In what had been intended to be the final installment of Chesterton’s Father Brown stories, Father Brown encounters an “Insoluble Problem.” Written forty or so years after Arthur Conan Doyle’s “Final Problem” of Sherlock Holmes, this tale gives Father Brown space to be the Catholic priest he has always been along with an especially effective detective. His friend/nemesis Flambeau accompanies him this time, as they attempt to understand and then solve a mysterious murder.

But Father Brown’s relatively quick understanding of the non-murder murder allows him to reflect on the household where it all took place. Grandfather, who is now dead, held his Catholic beliefs high, while his daughter did not. His daughter seemed caught in a lesser love, or rather a second love which became her first.

“Nobody had any dislike of anybody,” said Father Brown with a groan. “That was the dreadful thing in that darkness. It was love.” Father Brown groaned again. “She is in love with her husband. It is ghastly.”

“It is a state of things that I have often heard you recommend,” replied Flambeau. “You cannot call that lawless love.”

“Not lawless in that sense,” answered Father Brown; then he turned sharply on his elbow and spoke with a new warmth: “Do you think I don’t know that the love of a man and a woman was the first command of God and is glorious forever? Are you one of those idiots who think we priests don’t admire love and marriage? Do I need to be told of the Garden of Eden or the wine of Cana? It is just because the strength in the thing was the strength of God, that it rages with that awful energy even when it breaks loose from God. When the Garden becomes a jungle, but still a glorious jungle; when the second fermentation turns the wine of Cana into the vinegar of Calvary. Do you think I don’t know all that?”

Perhaps Pastor Delton Weiser at Point of Grace Lutheran Church has read this story. At any rate he made sure to include special vows for our friends George and Anne Enriquez at their wedding yesterday.

“I promise to love God more than I love you.”

Both of them repeated these words, looking into each other’s eyes.

I think they knew they were the most important words of all. Because the confession of their faith is what will hold them together when nothing else can quite do the trick.

Miles and Jasper wore their best farm formal cowboy clothes and carried the rings down the aisle, to the theme from The Good, the Bad and the Ugly. The peaceful beauty of a sweet post-storm Saturday morning enveloped us. In his day Father Brown had no wedding to attend or officiate, but he did spend time in a nearby chapel after the story’s mystery was resolved. He reflected on the immensity of God, and our attempts to love him.

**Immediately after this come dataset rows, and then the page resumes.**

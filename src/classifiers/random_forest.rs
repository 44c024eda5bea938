//! Random forest classifier
//!
//! Bagged ensemble of decision trees with per-split feature
//! subsampling. The predicted distribution is the average of the member
//! trees' leaf distributions.

use ndarray::{Array1, Array2, ArrayView1};
use rand::{Rng, SeedableRng};
use rand_chacha::ChaCha8Rng;
use rayon::prelude::*;
use serde::{Deserialize, Serialize};

use crate::dataset::Dataset;
use crate::error::{ModelyardError, Result};

use super::decision_tree::DecisionTree;

const DEFAULT_N_TREES: usize = 100;

#[derive(Debug, Clone, Serialize, Deserialize)]
pub struct RandomForest {
    trees: Vec<DecisionTree>,
    n_classes: usize,
    pub n_trees: usize,
    pub seed: u64,
}

impl Default for RandomForest {
    fn default() -> Self {
        Self::new()
    }
}

impl RandomForest {
    pub fn new() -> Self {
        Self {
            trees: Vec::new(),
            n_classes: 0,
            n_trees: DEFAULT_N_TREES,
            seed: 1,
        }
    }

    pub fn with_n_trees(mut self, n: usize) -> Self {
        self.n_trees = n.max(1);
        self
    }

    pub fn fit(&mut self, data: &Dataset) -> Result<()> {
        let n_classes = data.schema().class_labels()?.len();
        let (x, y) = data.labeled()?;
        self.n_classes = n_classes;

        let n_rows = x.nrows();
        let max_features = ((x.ncols() as f64).sqrt().ceil() as usize).max(1);
        let seed = self.seed;

        self.trees = (0..self.n_trees)
            .into_par_iter()
            .map(|t| {
                let mut rng = ChaCha8Rng::seed_from_u64(seed.wrapping_add(t as u64));
                let sample: Vec<usize> = (0..n_rows).map(|_| rng.gen_range(0..n_rows)).collect();
                let xb = Array2::from_shape_fn((n_rows, x.ncols()), |(r, c)| x[[sample[r], c]]);
                let yb: Vec<usize> = sample.iter().map(|&i| y[i]).collect();

                let mut tree = DecisionTree::new().with_max_features(max_features);
                tree.fit_arrays(&xb, &yb, n_classes, Some(&mut rng))?;
                Ok(tree)
            })
            .collect::<Result<Vec<_>>>()?;
        Ok(())
    }

    pub fn predict_distribution(&self, row: ArrayView1<f64>) -> Result<Array1<f64>> {
        if self.trees.is_empty() {
            return Err(ModelyardError::Validation(
                "classifier is not fitted".to_string(),
            ));
        }
        let mut acc = Array1::zeros(self.n_classes);
        for tree in &self.trees {
            acc = acc + tree.predict_distribution(row)?;
        }
        Ok(acc / self.trees.len() as f64)
    }
}
//! Classification algorithms
//!
//! Every algorithm is reached through [`TrainedClassifier`], a tagged
//! variant exposing exactly two operations: `fit` on a dataset and
//! `predict_distribution` on a feature row. Downstream code never
//! branches on concrete classifier types.

pub mod decision_tree;
pub mod naive_bayes;
pub mod random_forest;
pub mod rule_based;
pub mod svm;

pub use decision_tree::DecisionTree;
pub use naive_bayes::NaiveBayes;
pub use random_forest::RandomForest;
pub use rule_based::RuleClassifier;
pub use svm::SvmClassifier;

use ndarray::{Array1, ArrayView1};
use serde::{Deserialize, Serialize};
use tracing::warn;

use crate::dataset::Dataset;
use crate::error::Result;

/// Recognized classification algorithms.
#[derive(Debug, Clone, Copy, PartialEq, Eq, Serialize, Deserialize)]
#[serde(rename_all = "kebab-case")]
pub enum Algorithm {
    DecisionTree,
    RandomForest,
    Svm,
    NaiveBayes,
    RuleBased,
}

impl Algorithm {
    /// Map an identifier to an algorithm. Unrecognized identifiers fall
    /// back to the decision tree rather than failing; this mirrors the
    /// documented default-fallback policy and is logged so typos are
    /// visible.
    pub fn parse(id: &str) -> Algorithm {
        let normalized: String = id
            .to_ascii_lowercase()
            .chars()
            .filter(|c| c.is_ascii_alphanumeric())
            .collect();
        match normalized.as_str() {
            "j48" | "decisiontree" | "tree" => Algorithm::DecisionTree,
            "randomforest" | "forest" => Algorithm::RandomForest,
            "smo" | "svm" | "supportvectormachine" => Algorithm::Svm,
            "naivebayes" | "bayes" | "nb" => Algorithm::NaiveBayes,
            "jrip" | "ripper" | "rulebased" | "rules" | "oner" => Algorithm::RuleBased,
            other => {
                warn!(algorithm = other, "unrecognized algorithm id, falling back to decision tree");
                Algorithm::DecisionTree
            }
        }
    }

    /// Canonical identifier used in responses and artifact metadata.
    pub fn id(&self) -> &'static str {
        match self {
            Algorithm::DecisionTree => "decision-tree",
            Algorithm::RandomForest => "random-forest",
            Algorithm::Svm => "svm",
            Algorithm::NaiveBayes => "naive-bayes",
            Algorithm::RuleBased => "rule-based",
        }
    }

    /// Instantiate an untrained classifier with this algorithm's fixed
    /// default hyperparameters.
    pub fn build(&self) -> TrainedClassifier {
        match self {
            Algorithm::DecisionTree => TrainedClassifier::DecisionTree(DecisionTree::new()),
            Algorithm::RandomForest => TrainedClassifier::RandomForest(RandomForest::new()),
            Algorithm::Svm => TrainedClassifier::Svm(SvmClassifier::new()),
            Algorithm::NaiveBayes => TrainedClassifier::NaiveBayes(NaiveBayes::new()),
            Algorithm::RuleBased => TrainedClassifier::RuleBased(RuleClassifier::new()),
        }
    }
}

impl std::fmt::Display for Algorithm {
    fn fmt(&self, f: &mut std::fmt::Formatter<'_>) -> std::fmt::Result {
        f.write_str(self.id())
    }
}

/// Enum holding trained classifier variants.
#[derive(Debug, Clone, Serialize, Deserialize)]
pub enum TrainedClassifier {
    DecisionTree(DecisionTree),
    RandomForest(RandomForest),
    Svm(SvmClassifier),
    NaiveBayes(NaiveBayes),
    RuleBased(RuleClassifier),
}

impl TrainedClassifier {
    pub fn algorithm(&self) -> Algorithm {
        match self {
            TrainedClassifier::DecisionTree(_) => Algorithm::DecisionTree,
            TrainedClassifier::RandomForest(_) => Algorithm::RandomForest,
            TrainedClassifier::Svm(_) => Algorithm::Svm,
            TrainedClassifier::NaiveBayes(_) => Algorithm::NaiveBayes,
            TrainedClassifier::RuleBased(_) => Algorithm::RuleBased,
        }
    }

    /// Fit on every labeled row of the dataset.
    pub fn fit(&mut self, data: &Dataset) -> Result<()> {
        match self {
            TrainedClassifier::DecisionTree(m) => m.fit(data),
            TrainedClassifier::RandomForest(m) => m.fit(data),
            TrainedClassifier::Svm(m) => m.fit(data),
            TrainedClassifier::NaiveBayes(m) => m.fit(data),
            TrainedClassifier::RuleBased(m) => m.fit(data),
        }
    }

    /// Per-class probability mass for one feature row, aligned with the
    /// class domain of the training schema. Values sum to 1.
    pub fn predict_distribution(&self, row: ArrayView1<f64>) -> Result<Array1<f64>> {
        match self {
            TrainedClassifier::DecisionTree(m) => m.predict_distribution(row),
            TrainedClassifier::RandomForest(m) => m.predict_distribution(row),
            TrainedClassifier::Svm(m) => m.predict_distribution(row),
            TrainedClassifier::NaiveBayes(m) => m.predict_distribution(row),
            TrainedClassifier::RuleBased(m) => m.predict_distribution(row),
        }
    }
}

He raised his eyes and saw through the veil of incense smoke and of twinkling lights that Benediction was drawing to its end while the procession waited. The sense of accumulated riches of time and tradition pressed past him like a crowd moving in rank after rank, through unending centuries; and high above them all, like a garland of unfading flames, like the sun of our mortal midnight, the great monstrance blazed against the darkness of the vaulted shadows, as it blazes against the black enigma of the universe. For some are convinced that this enigma also is an Insoluble Problem. And others have equal certitude that it has but one solution.

Jesus tells us about that.

I am the gate for the sheep. Whoever enters through me will be saved, and will come in and go out and find pasture. A thief comes only to steal and slaughter and destroy; I came so that they might have life and have it more abundantly.